Le couvent aujourd’hui
Sous la conduite de leur actuel gardien, le frère Luis Enrique Segovia, les franciscains de Bethléem (ils sont une quinzaine) entendent rester fidèles à leur mission ancestrale. Certains sont chargés de l’accueil des pèlerins et de la liturgie au sein de la basilique. L’un des trois frères sacristains doit notamment veiller au respect du statu quo – c’est-à-dire le code de bonne conduite réglant les rapports entre les communautés chrétiennes au sein des sanctuaires de Terre sainte. D’autres exercent leur ministère auprès de la paroisse latine, dirigent l’école de la Custodie (les élèves y sont en majorité musulmans) ou gèrent la Maison franciscaine de l’Enfant, fondée en 2007 pour accueillir des jeunes issus des quartiers défavorisés. Notons encore que les frères de Bethléem ont en charge le petit sanctuaire du « champ des bergers », qu’ils assistent spirituellement des communautés féminines et qu’ils accueillent les « aspirants » à la vie franciscaine – c’est-à-dire des jeunes qui effectuent une année de discernement vocationnel avant d’entrer dans la Custodie.
Aujourd’hui comme hier, le couvent n’est pas sans lien avec l’économie locale.

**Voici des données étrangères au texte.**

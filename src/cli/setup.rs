//! Runtime setup for the binary

use tracing_subscriber::EnvFilter;

/// Install the tracing subscriber, which also receives `log` records.
///
/// `RUST_LOG` wins when set; otherwise the level follows `-v`. Output goes to
/// stderr so stdout carries only the report.
pub fn init_logging(verbosity: u8) {
    let level = match verbosity {
        0 => "warn",
        1 => "debug",
        _ => "trace",
    };
    let filter = EnvFilter::try_from_default_env().unwrap_or_else(|_| EnvFilter::new(level));

    if let Err(e) = tracing_subscriber::fmt()
        .with_env_filter(filter)
        .with_target(false)
        .with_writer(std::io::stderr)
        .try_init()
    {
        eprintln!("Note: logging already configured: {e}");
    }
}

Une quinzaine d’employés palestiniens travaillent directement au service du sanctuaire tandis que les frères continuent de soutenir les artisans nacriers qui, depuis le XVIe siècle, fabriquent les « souvenirs » rapportés par les pèlerins. Certains de ces objets en nacre sont de véritables chefs-d’œuvre (notamment des maquettes des sanctuaires). Ils sont aujourd’hui conservés de par le monde dans les musées ou les commissariats de Terre sainte, mais il en existe une multitude d’autres, beaucoup plus modestes, mais ô combien touchants. En 1994, Michel Jarnoux, un frère franco-égyptien en charge du « champ des bergers », a fait cadeau à des pèlerins du diocèse de Soissons d’une icône de Marie décorée de nacre et réalisée par un artisan palestinien chrétien. Cette icône, aujourd’hui dans l’église de Jaulgonne, près de Château-Thierry, invite à la prière de façon persistante. Et pour paraphraser le psalmiste : « Si je t’oublie Bethléem, que ma main droite m’oublie, que ma langue s’attache à mon palais ».